• _Try it_:
Copy out the full set of records. Keep every word the same.

• _Source data_:
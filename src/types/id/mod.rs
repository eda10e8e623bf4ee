use serde::de::{Error as DeError, Unexpected};
use std::{
  fmt::{Debug, Display},
  hash::Hash,
  marker::PhantomData,
  num::NonZeroU64,
};
use thiserror::Error;

use self::marker::Marker;

pub mod marker;

/// Identifier assigned by the store, typed by what it identifies.
#[derive(Clone, Copy, PartialEq, Eq, PartialOrd, Ord)]
pub struct Id<T: Marker> {
  value: NonZeroU64,
  phantom: PhantomData<T>,
}

impl<T: Marker> Id<T> {
  /// # Panics
  ///
  /// It will panic if the value is 0.
  #[must_use]
  #[track_caller]
  pub const fn new(n: u64) -> Self {
    if let Some(id) = Self::new_checked(n) {
      id
    } else {
      panic!("value is zero")
    }
  }

  #[must_use]
  pub const fn from_nonzero(n: NonZeroU64) -> Self {
    Self {
      value: n,
      phantom: PhantomData,
    }
  }

  #[must_use]
  pub const fn new_checked(n: u64) -> Option<Self> {
    if let Some(n) = NonZeroU64::new(n) {
      Some(Self::from_nonzero(n))
    } else {
      None
    }
  }

  #[must_use]
  pub const fn get(self) -> u64 {
    self.value.get()
  }
}

impl<T: Marker> Debug for Id<T> {
  fn fmt(&self, f: &mut std::fmt::Formatter<'_>) -> std::fmt::Result {
    let type_name = std::any::type_name::<T>();
    let marker = type_name.rsplit("::").next().unwrap_or(type_name);
    write!(f, "Id::<{marker}>({})", self.value.get())
  }
}

impl<T: Marker> Display for Id<T> {
  fn fmt(&self, f: &mut std::fmt::Formatter<'_>) -> std::fmt::Result {
    Display::fmt(&self.value.get(), f)
  }
}

impl<T: Marker> Hash for Id<T> {
  fn hash<H: std::hash::Hasher>(&self, state: &mut H) {
    state.write_u64(self.value.get());
  }
}

impl<'de, T: Marker> serde::Deserialize<'de> for Id<T> {
  fn deserialize<D>(deserializer: D) -> Result<Self, D::Error>
  where
    D: serde::Deserializer<'de>,
  {
    struct Visitor<T: Marker>(PhantomData<T>);

    impl<'de, T: Marker> serde::de::Visitor<'de> for Visitor<T> {
      type Value = Id<T>;

      fn expecting(&self, f: &mut std::fmt::Formatter<'_>) -> std::fmt::Result {
        f.write_str("a positive integer id")
      }

      fn visit_i64<E>(self, v: i64) -> Result<Self::Value, E>
      where
        E: DeError,
      {
        let value = u64::try_from(v)
          .map_err(|_| DeError::invalid_value(Unexpected::Signed(v), &"nonzero u64"))?;

        self.visit_u64(value)
      }

      fn visit_u64<E>(self, v: u64) -> Result<Self::Value, E>
      where
        E: DeError,
      {
        let value = NonZeroU64::new(v)
          .ok_or_else(|| DeError::invalid_value(Unexpected::Unsigned(v), &"nonzero u64"))?;

        Ok(Id::<T>::from_nonzero(value))
      }

      fn visit_str<E>(self, v: &str) -> Result<Self::Value, E>
      where
        E: DeError,
      {
        let value = v.parse().map_err(|_| {
          let unexpected = Unexpected::Str(v);
          DeError::invalid_value(unexpected, &"nonzero u64 string")
        })?;

        self.visit_u64(value)
      }
    }

    deserializer.deserialize_any(Visitor(PhantomData))
  }
}

impl<T: Marker> serde::Serialize for Id<T> {
  fn serialize<S>(&self, serializer: S) -> Result<S::Ok, S::Error>
  where
    S: serde::Serializer,
  {
    serializer.serialize_u64(self.value.get())
  }
}

impl<'q, T: Marker> sqlx::Encode<'q, sqlx::Postgres> for Id<T> {
  // already checked
  #[allow(clippy::cast_possible_wrap)]
  fn encode_by_ref(
    &self,
    buf: &mut <sqlx::Postgres as sqlx::database::HasArguments<'q>>::ArgumentBuffer,
  ) -> sqlx::encode::IsNull {
    const I64_AS_U64_MAX: u64 = i64::MAX as u64;
    if self.value.get() > I64_AS_U64_MAX {
      sqlx::encode::IsNull::Yes
    } else {
      <i64 as sqlx::Encode<'q, sqlx::Postgres>>::encode_by_ref(&(self.value.get() as i64), buf)
    }
  }
}

impl<'r, T: Marker> sqlx::Decode<'r, sqlx::Postgres> for Id<T> {
  // already checked
  #[allow(clippy::cast_sign_loss)]
  fn decode(
    value: <sqlx::Postgres as sqlx::database::HasValueRef<'r>>::ValueRef,
  ) -> Result<Self, sqlx::error::BoxDynError> {
    #[derive(Debug, Error)]
    #[error("all IDs must be positive")]
    struct NegativeIdError;

    #[derive(Debug, Error)]
    #[error("all IDs must not be equal to 0")]
    struct EqualToZeroError;

    let value = <i64 as sqlx::Decode<'r, sqlx::Postgres>>::decode(value)?;
    if value.is_negative() {
      Err(Box::new(NegativeIdError))
    } else if let Some(inner) = NonZeroU64::new(value as u64) {
      Ok(Id::from_nonzero(inner))
    } else {
      Err(Box::new(EqualToZeroError))
    }
  }
}

impl<T: Marker> sqlx::Type<sqlx::Postgres> for Id<T> {
  fn type_info() -> <sqlx::Postgres as sqlx::Database>::TypeInfo {
    <i64 as sqlx::Type<sqlx::Postgres>>::type_info()
  }
}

• _Answer to this task_:
filename src/types/id/mod.rs
repository eda10e8e623bf4ee
use serde::de::{Error as DeError, Unexpected};
use std::{
  fmt::{Debug, Display},
  hash::Hash,
  marker::PhantomData,
  num::NonZeroU64,
};
use thiserror::Error;

use self::marker::Marker;

pub mod marker;

/// Identifier assigned by the store, typed by what it identifies.
#[derive(Clone, Copy, PartialEq, Eq, PartialOrd, Ord)]
pub struct Id<T: Marker> {
  value: NonZeroU64,
  phantom: PhantomData<T>,
}

impl<T: Marker> Id<T> {
  /// # Panics
  ///
  /// It will panic if the value is 0.
  #[must_use]
  #[track_caller]
  pub const fn new(n: u64) -> Self {
    if let Some(id) = Self::new_checked(n) {
      id
    } else {
      panic!("value is zero")
    }
  }

  #[must_use]
  pub const fn from_nonzero(n: NonZeroU64) -> Self {
    Self {
      value: n,
      phantom: PhantomData,
    }
  }

  #[must_use]
  pub const fn new_checked(n: u64) -> Option<Self> {
    if let Some(n) = NonZeroU64::new(n) {
      Some(Self::from_nonzero(n))
    } else {
      None
    }
  }

  #[must_use]
  pub const fn get(self) -> u64 {
    self.value.get()
  }
}

impl<T: Marker> Debug for Id<T> {
  fn fmt(&self, f: &mut std::fmt::Formatter<'_>) -> std::fmt::Result {
    let type_name = std::any::type_name::<T>();
    let marker = type_name.rsplit("::").next().unwrap_or(type_name);
    write!(f, "Id::<{marker}>({})", self.value.get())
  }
}

impl<T: Marker> Display for Id<T> {
  fn fmt(&self, f: &mut std::fmt::Formatter<'_>) -> std::fmt::Result {
    Display::fmt(&self.value.get(), f)
  }
}

impl<T: Marker> Hash for Id<T> {
  fn hash<H: std::hash::Hasher>(&self, state: &mut H) {
    state.write_u64(self.value.get());
  }
}

impl<'de, T: Marker> serde::Deserialize<'de> for Id<T> {
  fn deserialize<D>(deserializer: D) -> Result<Self, D::Error>
  where
    D: serde::Deserializer<'de>,
  {
    struct Visitor<T: Marker>(PhantomData<T>);

    impl<'de, T: Marker> serde::de::Visitor<'de> for Visitor<T> {
      type Value = Id<T>;

      fn expecting(&self, f: &mut std::fmt::Formatter<'_>) -> std::fmt::Result {
        f.write_str("a positive integer id")
      }

      fn visit_i64<E>(self, v: i64) -> Result<Self::Value, E>
      where
        E: DeError,
      {
        let value = u64::try_from(v)
          .map_err(|_| DeError::invalid_value(Unexpected::Signed(v), &"nonzero u64"))?;

        self.visit_u64(value)
      }

      fn visit_u64<E>(self, v: u64) -> Result<Self::Value, E>
      where
        E: DeError,
      {
        let value = NonZeroU64::new(v)
          .ok_or_else(|| DeError::invalid_value(Unexpected::Unsigned(v), &"nonzero u64"))?;

        Ok(Id::<T>::from_nonzero(value))
      }

      fn visit_str<E>(self, v: &str) -> Result<Self::Value, E>
      where
        E: DeError,
      {
        let value = v.parse().map_err(|_| {
          let unexpected = Unexpected::Str(v);
          DeError::invalid_value(unexpected, &"nonzero u64 string")
        })?;

        self.visit_u64(value)
      }
    }

    deserializer.deserialize_any(Visitor(PhantomData))
  }
}

impl<T: Marker> serde::Serialize for Id<T> {
  fn serialize<S>(&self, serializer: S) -> Result<S::Ok, S::Error>
  where
    S: serde::Serializer,
  {
    serializer.serialize_u64(self.value.get())
  }
}

impl<'q, T: Marker> sqlx::Encode<'q, sqlx::Postgres> for Id<T> {
  // already checked
  #[allow(clippy::cast_possible_wrap)]
  fn encode_by_ref(
    &self,
    buf: &mut <sqlx::Postgres as sqlx::database::HasArguments<'q>>::ArgumentBuffer,
  ) -> sqlx::encode::IsNull {
    const I64_AS_U64_MAX: u64 = i64::MAX as u64;
    if self.value.get() > I64_AS_U64_MAX {
      sqlx::encode::IsNull::Yes
    } else {
      <i64 as sqlx::Encode<'q, sqlx::Postgres>>::encode_by_ref(&(self.value.get() as i64), buf)
    }
  }
}

impl<'r, T: Marker> sqlx::Decode<'r, sqlx::Postgres> for Id<T> {
  // already checked
  #[allow(clippy::cast_sign_loss)]
  fn decode(
    value: <sqlx::Postgres as sqlx::database::HasValueRef<'r>>::ValueRef,
  ) -> Result<Self, sqlx::error::BoxDynError> {
    #[derive(Debug, Error)]
    #[error("all IDs must be positive")]
    struct NegativeIdError;

    #[derive(Debug, Error)]
    #[error("all IDs must not be equal to 0")]
    struct EqualToZeroError;

    let value = <i64 as sqlx::Decode<'r, sqlx::Postgres>>::decode(value)?;
    if value.is_negative() {
      Err(Box::new(NegativeIdError))
    } else if let Some(inner) = NonZeroU64::new(value as u64) {
      Ok(Id::from_nonzero(inner))
    } else {
      Err(Box::new(EqualToZeroError))
    }
  }
}

impl<T: Marker> sqlx::Type<sqlx::Postgres> for Id<T> {
  fn type_info() -> <sqlx::Postgres as sqlx::Database>::TypeInfo {
    <i64 as sqlx::Type<sqlx::Postgres>>::type_info()
  }
}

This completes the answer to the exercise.